Fast feature detection in CUDA

I would like some help to understand the correct workings of the Cuda Fast Feature Detector.

After instantiating an object of this class I can detect keypoints with the function
detect with arguments (image ,vector). (I suppose the image is GpuMat). However I have been told here that this operation downloads the keypoints and processes them on the CPU.

I am interested in doing one more operation in the GPU (I am starting to code the kernel) that needs the keypoints. I suppose I can transform the vector (not really sure how to do that, but that is not the point of this question), upload it to the device and work with that but all this transfer from host <-> device seems unnecessary.

So is there a way to perform the Fast Detection and have the keypoints still on device memory??

I was recommended to use detectAsync(). How does this work? And, is it really “async”? (that might complicate things)

detectAsync has as arguments (InputArray, OutputArray) so I guess the second one is a GpuMat of keypoints? I suppose that is still in the device memory?
Perhaps I can use that but why is it Async?

My idea would be something like

cuda::GpuMat image, keypoints;
Cudadetector->detectAsync(image, keypoints);
int some_result=my_own_process << <N,1>> >(image, keypoints);

As you can see, after the detect I plan to call a Cuda kernel with the keypoints and I assume that my_own_process will run after detecAsync. The “Async” part alarms me a bit.

Is there other way to do this?

I am not sure exactly why they called it Async but I guess they needed a name which distinguished it from the original. The Async implies that all the internal operations are asynchronous with respect to the host, however from a quick inspection of the internals this does not seem to be the case, especially when nonmaxsuppression is used.

Anyway in summation you need to use detectAsync() if you want to leave the keypoints on the device.
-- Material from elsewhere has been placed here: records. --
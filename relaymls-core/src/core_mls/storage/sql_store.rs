//! SQLite-based Storage Provider
//!
//! Provides persistent storage for:
//! - Group states with their current epoch
//! - Locally issued key packages and their HPKE private keys
//! - The ledger of key packages consumed by create or add
//!
//! Uses connection pooling for concurrent access and one SQLite transaction
//! per [`StorageTransaction`] for atomicity.

use crate::core_mls::errors::{MlsError, MlsResult};
use crate::core_mls::traits::storage::{
    StorageProvider, StorageTransaction, StoredGroup, StoredKeyPackage,
};
use crate::core_mls::types::{current_timestamp, GroupId, KeyPackageRef};
use async_trait::async_trait;
use r2d2::Pool;
use r2d2_sqlite::SqliteConnectionManager;
use rusqlite::{params, OptionalExtension, Row};
use std::path::{Path, PathBuf};
use std::sync::Arc;

/// Database file name used when no identity is given
const DEFAULT_IDENTITY: &str = "default";

/// Schema version written on first open
const SCHEMA_VERSION: i64 = 1;

/// SQLite-backed storage provider
pub struct SqlStorageProvider {
    pool: Arc<Pool<SqliteConnectionManager>>,
    path: PathBuf,
}

impl SqlStorageProvider {
    /// Open the database for `identity` under `dir`
    ///
    /// The file is `<dir>/<identity>mls.db`; an empty identity maps to
    /// `defaultmls.db`. The directory is created if missing.
    pub fn open<P: AsRef<Path>>(dir: P, identity: &str) -> MlsResult<Self> {
        Self::new(Self::database_path(dir, identity)?)
    }

    /// Database path for `identity` under `dir`
    pub fn database_path<P: AsRef<Path>>(dir: P, identity: &str) -> MlsResult<PathBuf> {
        let identity = if identity.is_empty() { DEFAULT_IDENTITY } else { identity };
        if identity.contains(['/', '\\']) || identity == "." || identity == ".." {
            return Err(MlsError::InvalidInput(format!(
                "Identity '{}' cannot be used as a file name",
                identity
            )));
        }

        std::fs::create_dir_all(dir.as_ref())
            .map_err(|e| MlsError::Storage(format!("Failed to create data directory: {}", e)))?;

        Ok(dir.as_ref().join(format!("{}mls.db", identity)))
    }

    /// Create a new SQL storage provider
    ///
    /// # Arguments
    /// * `db_path` - Path to SQLite database file
    pub fn new<P: AsRef<Path>>(db_path: P) -> MlsResult<Self> {
        let path = db_path.as_ref().to_path_buf();
        let manager = SqliteConnectionManager::file(&path)
            .with_init(|conn| {
                // Deleted and overwritten rows hold key material; zero them on disk
                conn.execute_batch("PRAGMA busy_timeout = 5000; PRAGMA secure_delete = ON;")
            });
        let pool = Pool::builder()
            .max_size(8)
            .build(manager)
            .map_err(|e| MlsError::Storage(format!("Failed to create connection pool: {}", e)))?;

        let provider = Self { pool: Arc::new(pool), path };

        provider.init_schema()?;
        tracing::debug!(path = %provider.path.display(), "Opened SQL storage");

        Ok(provider)
    }

    /// Location of the database file
    pub fn path(&self) -> &Path {
        &self.path
    }

    /// Initialize database schema
    fn init_schema(&self) -> MlsResult<()> {
        let conn = self
            .pool
            .get()
            .map_err(|e| MlsError::Storage(format!("Failed to get connection: {}", e)))?;

        conn.execute_batch(
            r#"
            CREATE TABLE IF NOT EXISTS schema_version (
                version INTEGER PRIMARY KEY,
                applied_at INTEGER NOT NULL
            );

            CREATE TABLE IF NOT EXISTS group_states (
                group_id BLOB PRIMARY KEY,
                epoch INTEGER NOT NULL,
                state_data BLOB NOT NULL,
                created_at INTEGER NOT NULL,
                updated_at INTEGER NOT NULL
            );

            CREATE TABLE IF NOT EXISTS key_packages (
                key_package_ref BLOB PRIMARY KEY,
                identity TEXT NOT NULL,
                key_package_data BLOB NOT NULL,
                init_private_key BLOB NOT NULL,
                created_at INTEGER NOT NULL,
                expires_at INTEGER NOT NULL
            );

            CREATE INDEX IF NOT EXISTS idx_key_packages_expires
                ON key_packages(expires_at);

            CREATE TABLE IF NOT EXISTS consumed_key_packages (
                key_package_ref BLOB PRIMARY KEY,
                consumed_at INTEGER NOT NULL
            );
            "#,
        )
        .map_err(|e| MlsError::Storage(format!("Failed to initialize schema: {}", e)))?;

        conn.execute(
            "INSERT OR IGNORE INTO schema_version (version, applied_at) VALUES (?, ?)",
            params![SCHEMA_VERSION, now()],
        )
        .map_err(|e| MlsError::Storage(format!("Failed to set schema version: {}", e)))?;

        Ok(())
    }

    /// Run `f` on a pooled connection off the async runtime
    async fn with_conn<T, F>(&self, f: F) -> MlsResult<T>
    where
        T: Send + 'static,
        F: FnOnce(&mut rusqlite::Connection) -> MlsResult<T> + Send + 'static,
    {
        let pool = self.pool.clone();

        tokio::task::spawn_blocking(move || {
            let mut conn = pool
                .get()
                .map_err(|e| MlsError::Storage(format!("Failed to get connection: {}", e)))?;
            f(&mut *conn)
        })
        .await
        .map_err(|e| MlsError::Storage(format!("Task join error: {}", e)))?
    }
}

#[async_trait]
impl StorageProvider for SqlStorageProvider {
    async fn commit(&self, tx: StorageTransaction) -> MlsResult<()> {
        if tx.is_empty() {
            return Ok(());
        }

        self.with_conn(move |conn| {
            let sql_tx = conn
                .transaction()
                .map_err(|e| MlsError::Storage(format!("Failed to begin transaction: {}", e)))?;
            let now = now();

            for group_id in &tx.delete_groups {
                sql_tx
                    .execute("DELETE FROM group_states WHERE group_id = ?", params![group_id.as_bytes()])
                    .map_err(|e| MlsError::Storage(format!("Failed to delete group: {}", e)))?;
            }

            for key_package_ref in &tx.delete_key_packages {
                sql_tx
                    .execute(
                        "DELETE FROM key_packages WHERE key_package_ref = ?",
                        params![key_package_ref.as_bytes()],
                    )
                    .map_err(|e| MlsError::Storage(format!("Failed to delete key package: {}", e)))?;
            }

            for group in &tx.put_groups {
                sql_tx
                    .execute(
                        r#"
                        INSERT INTO group_states (group_id, epoch, state_data, created_at, updated_at)
                        VALUES (?, ?, ?, ?, ?)
                        ON CONFLICT(group_id) DO UPDATE SET
                            epoch = excluded.epoch,
                            state_data = excluded.state_data,
                            updated_at = excluded.updated_at
                        "#,
                        params![group.group_id.as_bytes(), to_sql_int(group.epoch), &group.state, now, now],
                    )
                    .map_err(|e| MlsError::Storage(format!("Failed to save group state: {}", e)))?;
            }

            for key_package in &tx.put_key_packages {
                sql_tx
                    .execute(
                        r#"
                        INSERT INTO key_packages
                            (key_package_ref, identity, key_package_data, init_private_key, created_at, expires_at)
                        VALUES (?, ?, ?, ?, ?, ?)
                        ON CONFLICT(key_package_ref) DO UPDATE SET
                            key_package_data = excluded.key_package_data,
                            init_private_key = excluded.init_private_key,
                            expires_at = excluded.expires_at
                        "#,
                        params![
                            key_package.key_package_ref.as_bytes(),
                            &key_package.identity,
                            &key_package.encoded,
                            &key_package.init_private_key,
                            now,
                            to_sql_int(key_package.expires_at),
                        ],
                    )
                    .map_err(|e| MlsError::Storage(format!("Failed to store key package: {}", e)))?;
            }

            for key_package_ref in &tx.consume_key_packages {
                sql_tx
                    .execute(
                        "INSERT OR IGNORE INTO consumed_key_packages (key_package_ref, consumed_at) VALUES (?, ?)",
                        params![key_package_ref.as_bytes(), now],
                    )
                    .map_err(|e| MlsError::Storage(format!("Failed to mark key package consumed: {}", e)))?;
            }

            sql_tx
                .commit()
                .map_err(|e| MlsError::Storage(format!("Failed to commit transaction: {}", e)))
        })
        .await
    }

    async fn load_group(&self, group_id: &GroupId) -> MlsResult<Option<StoredGroup>> {
        let group_id = group_id.clone();

        self.with_conn(move |conn| {
            conn.query_row(
                "SELECT epoch, state_data FROM group_states WHERE group_id = ?",
                params![group_id.as_bytes()],
                |row| Ok((row.get::<_, i64>(0)?, row.get::<_, Vec<u8>>(1)?)),
            )
            .optional()
            .map_err(|e| MlsError::Storage(format!("Failed to load group state: {}", e)))
            .map(|found| {
                found.map(|(epoch, state)| StoredGroup {
                    group_id,
                    epoch: from_sql_int(epoch),
                    state,
                })
            })
        })
        .await
    }

    async fn list_groups(&self) -> MlsResult<Vec<GroupId>> {
        self.with_conn(|conn| {
            let mut stmt = conn
                .prepare("SELECT group_id FROM group_states ORDER BY group_id")
                .map_err(|e| MlsError::Storage(format!("Failed to prepare statement: {}", e)))?;

            let groups = stmt
                .query_map([], |row| row.get::<_, Vec<u8>>(0))
                .map_err(|e| MlsError::Storage(format!("Failed to query groups: {}", e)))?
                .collect::<Result<Vec<_>, _>>()
                .map_err(|e| MlsError::Storage(format!("Failed to collect groups: {}", e)))?;

            Ok(groups.into_iter().map(GroupId::new).collect())
        })
        .await
    }

    async fn load_key_package(
        &self,
        key_package_ref: &KeyPackageRef,
    ) -> MlsResult<Option<StoredKeyPackage>> {
        let key_package_ref = key_package_ref.clone();

        self.with_conn(move |conn| {
            conn.query_row(
                r#"
                SELECT key_package_ref, identity, key_package_data, init_private_key, expires_at
                FROM key_packages WHERE key_package_ref = ?
                "#,
                params![key_package_ref.as_bytes()],
                key_package_from_row,
            )
            .optional()
            .map_err(|e| MlsError::Storage(format!("Failed to load key package: {}", e)))
        })
        .await
    }

    async fn list_key_packages(&self) -> MlsResult<Vec<StoredKeyPackage>> {
        self.with_conn(|conn| {
            let mut stmt = conn
                .prepare(
                    r#"
                    SELECT key_package_ref, identity, key_package_data, init_private_key, expires_at
                    FROM key_packages ORDER BY created_at
                    "#,
                )
                .map_err(|e| MlsError::Storage(format!("Failed to prepare statement: {}", e)))?;

            let packages = stmt
                .query_map([], key_package_from_row)
                .map_err(|e| MlsError::Storage(format!("Failed to query key packages: {}", e)))?
                .collect::<Result<Vec<_>, _>>()
                .map_err(|e| MlsError::Storage(format!("Failed to collect key packages: {}", e)))?;

            Ok(packages)
        })
        .await
    }

    async fn is_consumed(&self, key_package_ref: &KeyPackageRef) -> MlsResult<bool> {
        let key_package_ref = key_package_ref.clone();

        self.with_conn(move |conn| {
            let found: Option<i64> = conn
                .query_row(
                    "SELECT 1 FROM consumed_key_packages WHERE key_package_ref = ?",
                    params![key_package_ref.as_bytes()],
                    |row| row.get(0),
                )
                .optional()
                .map_err(|e| MlsError::Storage(format!("Failed to query consumed ledger: {}", e)))?;

            Ok(found.is_some())
        })
        .await
    }
}

fn key_package_from_row(row: &Row<'_>) -> rusqlite::Result<StoredKeyPackage> {
    Ok(StoredKeyPackage {
        key_package_ref: KeyPackageRef(row.get(0)?),
        identity: row.get(1)?,
        encoded: row.get(2)?,
        init_private_key: row.get(3)?,
        expires_at: from_sql_int(row.get(4)?),
    })
}

// SQLite integers are signed; saturate instead of wrapping
fn to_sql_int(value: u64) -> i64 {
    i64::try_from(value).unwrap_or(i64::MAX)
}

fn from_sql_int(value: i64) -> u64 {
    u64::try_from(value).unwrap_or(0)
}

fn now() -> i64 {
    to_sql_int(current_timestamp())
}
If I were you I would time the detector for your images (size and content) and parameters (threshold and nonmaxsupression =true|false) before implementing your own kernel. I understand you may have already performed this analysis but from the timings I had in the previous post the download to the host of the keypoints did not look like it had the most impact on the execution time. Both nonmaxsuppression and the threshold appeared to have the most impact on the execution time.